As their long scraggly beards can attest, Willie, Jace, Si, Phil and the rest of the clan haven’t shaved in years. Think of all the money they’ve saved on razors, shaving cream and other facial hygiene products, as well as decent clothing, since they wear camouflage most of the time. No wonder they are wealthy.
Meanwhile, clean-shaven men like me struggle to pay for decent razors that have risen astronomically in price. Razor refills are so expensive they are held under lock and key at Walmart and most drug stores. It’s pretty bad when a man has to steal just to get a decent shave.
It would be nice if we didn’t have to shave every day, like the Robertsons. But most of us can’t pull off the mountain-man look. Sure, we can grow the long hair and the long beard, but without the Robertson’s money and panache, we’d just scare people and be mistaken for the Unabomber, Ted Kaczynski.
Personally, I think the Robertson men looked better when they were clean shaven. Check out their photos on the internet. They looked like yuppies in their golf attire and their young, beautiful wives.
Now that they’ve got millions of dollars in the bank and a hit TV show, they can look as scraggly and eccentric as they please and still keep the beautiful women around.
Would women still find them sexy if they didn’t watch the show and saw them out at Walmart? At least they wouldn’t be in there trying to stuff razors in their camouflage pants.
Razors join movie theater popcorn, bottled water and hotel mini bars as some of the most overpriced items on the planet. There’s absolutely no reason for the Gillette Pro Glide, the most popular razor, to cost nearly $10. That’s 40 bucks a month to make sure the five o’clock shadow doesn’t arrive before noon.
But where there’s men stealing razors, there’s opportunity. The high cost of a decent shave has led to several new startups, like the Dollar Shave Club, that will send razors to a man’s home for about half the price.
Of the startups, Dollar Shave Club has been the most successful, primarily because of its snazzy commercials that encourage men to break from the shaving norm.
“Do you think your razor needs a vibrating handle, a flashlight, a back scratcher and 10 blades?” founder Michael Dubin asks in the most well-known commercial. “Your handsome ass uncle had one blade, and polio.”
Personally, I’ve tried the cheaper blades and for me, they just don’t cut it, literally. I used to shave with those plastic Bic disposable razors which is about as cheap as I could get. But as I’ve got older my beard has gotten tougher, so I need something with a little more horsepower. I use the Shick Quattro Titanium, which I buy in bulk when they offer four refills for the price of one.

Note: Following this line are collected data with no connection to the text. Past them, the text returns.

use crate::sequence::{Link, Node, Sequence};
use std::fmt;
use std::iter::{FromIterator, FusedIterator};
use std::marker::PhantomData;

/// An iterator over the elements of a `Sequence`.
///
/// It uses a pair of nodes `front..=back` and the number `len` of elements
/// left between them. The iterator is exhausted once `len` reaches zero, from
/// whichever end it was consumed.
///
/// Though the `Iter` does not hold a reference to the sequence,
/// it actually *borrows* (immutably) from the sequence, so a phantom
/// marker of `&'a Sequence<T>` is added to protect the sequence from being
/// written while iterating.
///
/// # Examples
///
/// ```compile_fail
/// use linked_collections::Sequence;
///
/// let mut sequence = Sequence::from_iter([1, 2, 3]);
/// let mut iter = sequence.iter();
///
/// // Won't compile, because sequence is already borrowed immutably.
/// sequence.push_back(4).unwrap();
/// println!("{:?}", iter.next());
/// ```
pub struct Iter<'a, T: 'a> {
    front: Link<T>,
    back: Link<T>,
    len: usize,
    _marker: PhantomData<&'a Sequence<T>>,
}

impl<'a, T: 'a> Iter<'a, T> {
    pub(crate) fn new(sequence: &'a Sequence<T>) -> Self {
        Self {
            front: sequence.head_node(),
            back: sequence.tail_node(),
            len: sequence.len(),
            _marker: PhantomData,
        }
    }
}

impl<T> Clone for Iter<'_, T> {
    fn clone(&self) -> Self {
        Self { ..*self }
    }
}

impl<'a, T: fmt::Debug + 'a> fmt::Debug for Iter<'a, T> {
    fn fmt(&self, f: &mut fmt::Formatter<'_>) -> fmt::Result {
        f.debug_tuple("Iter").field(&self.len).finish()
    }
}

impl<'a, T: 'a> Iterator for Iter<'a, T> {
    type Item = &'a T;

    /// Return `*front` and move `front` to its next node, or return `None` if
    /// nothing is left.
    fn next(&mut self) -> Option<Self::Item> {
        if self.len == 0 {
            return None;
        }
        // SAFETY: `len > 0`, so `front` is a live node of the borrowed sequence.
        let current: &'a Node<T> = unsafe { self.front?.as_ref() };
        self.front = current.next;
        self.len -= 1;
        Some(&current.element)
    }

    fn size_hint(&self) -> (usize, Option<usize>) {
        (self.len, Some(self.len))
    }

    fn last(mut self) -> Option<Self::Item>
    where
        Self: Sized,
    {
        self.next_back()
    }
}

impl<'a, T: 'a> DoubleEndedIterator for Iter<'a, T> {
    /// Return `*back` and move `back` to its previous node, or return `None`
    /// if nothing is left.
    fn next_back(&mut self) -> Option<Self::Item> {
        if self.len == 0 {
            return None;
        }
        // SAFETY: `len > 0`, so `back` is a live node of the borrowed sequence.
        let current: &'a Node<T> = unsafe { self.back?.as_ref() };
        self.back = current.prev;
        self.len -= 1;
        Some(&current.element)
    }
}

impl<'a, T: 'a> ExactSizeIterator for Iter<'a, T> {}

impl<'a, T: 'a> FusedIterator for Iter<'a, T> {}

/// An owning iterator over the elements of a `Sequence`.
///
/// This `struct` is created by the [`into_iter`] method on [`Sequence`]
/// (provided by the `IntoIterator` trait).
///
/// [`into_iter`]: Sequence::into_iter
pub struct IntoIter<T> {
    sequence: Sequence<T>,
}

impl<T: fmt::Debug> fmt::Debug for IntoIter<T> {
    fn fmt(&self, f: &mut fmt::Formatter<'_>) -> fmt::Result {
        f.debug_struct("IntoIter")
            .field("sequence", &self.sequence)
            .finish()
    }
}

impl<T> Iterator for IntoIter<T> {
    type Item = T;

    fn next(&mut self) -> Option<Self::Item> {
        self.sequence.pop_front_node().map(Node::into_element)
    }

    fn size_hint(&self) -> (usize, Option<usize>) {
        let len = self.sequence.len();
        (len, Some(len))
    }

    fn last(mut self) -> Option<Self::Item>
    where
        Self: Sized,
    {
        self.next_back()
    }
}

impl<T> DoubleEndedIterator for IntoIter<T> {
    fn next_back(&mut self) -> Option<Self::Item> {
        self.sequence.pop_back_node().map(Node::into_element)
    }
}

impl<T> ExactSizeIterator for IntoIter<T> {}

impl<T> FusedIterator for IntoIter<T> {}

impl<T> IntoIterator for Sequence<T> {
    type Item = T;
    type IntoIter = IntoIter<T>;

    fn into_iter(self) -> Self::IntoIter {
        IntoIter { sequence: self }
    }
}

impl<'a, T> IntoIterator for &'a Sequence<T> {
    type Item = &'a T;
    type IntoIter = Iter<'a, T>;

    fn into_iter(self) -> Self::IntoIter {
        self.iter()
    }
}

impl<T> FromIterator<T> for Sequence<T> {
    fn from_iter<I: IntoIterator<Item = T>>(iter: I) -> Self {
        let mut sequence = Sequence::new();
        sequence.extend(iter);
        sequence
    }
}

impl<T> Extend<T> for Sequence<T> {
    fn extend<I: IntoIterator<Item = T>>(&mut self, iter: I) {
        iter.into_iter()
            .for_each(|element| self.push_back_element(element));
    }
}

impl<'a, T: 'a + Copy> Extend<&'a T> for Sequence<T> {
    fn extend<I: IntoIterator<Item = &'a T>>(&mut self, iter: I) {
        self.extend(iter.into_iter().copied())
    }
}

unsafe impl<T: Sync> Send for Iter<'_, T> {}

unsafe impl<T: Sync> Sync for Iter<'_, T> {}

Men who want to tame unwanted facial hair have it tougher the older we get. Not only do we have to buy expensive razors for our face, we have to buy trimmers to clip the hairs from our ears, noses and eyebrows. And we’re still not as sexy as Si Robertson.
One gentleman on the Dollar Shave Club forum said his beard was so tough, he was going to hammer it through his jaw and trim it with his teeth on the other side. I could use mine for sandpiper if I didn’t shave every day.
I’m just glad that companies like the Dollar Shave Club provide options to keep men solvent. They’ve also introduced One Wipe Charlies, a disposable bottom wipe for men.
An interesting concept, but at this point, I don’t consider toilet paper overpriced.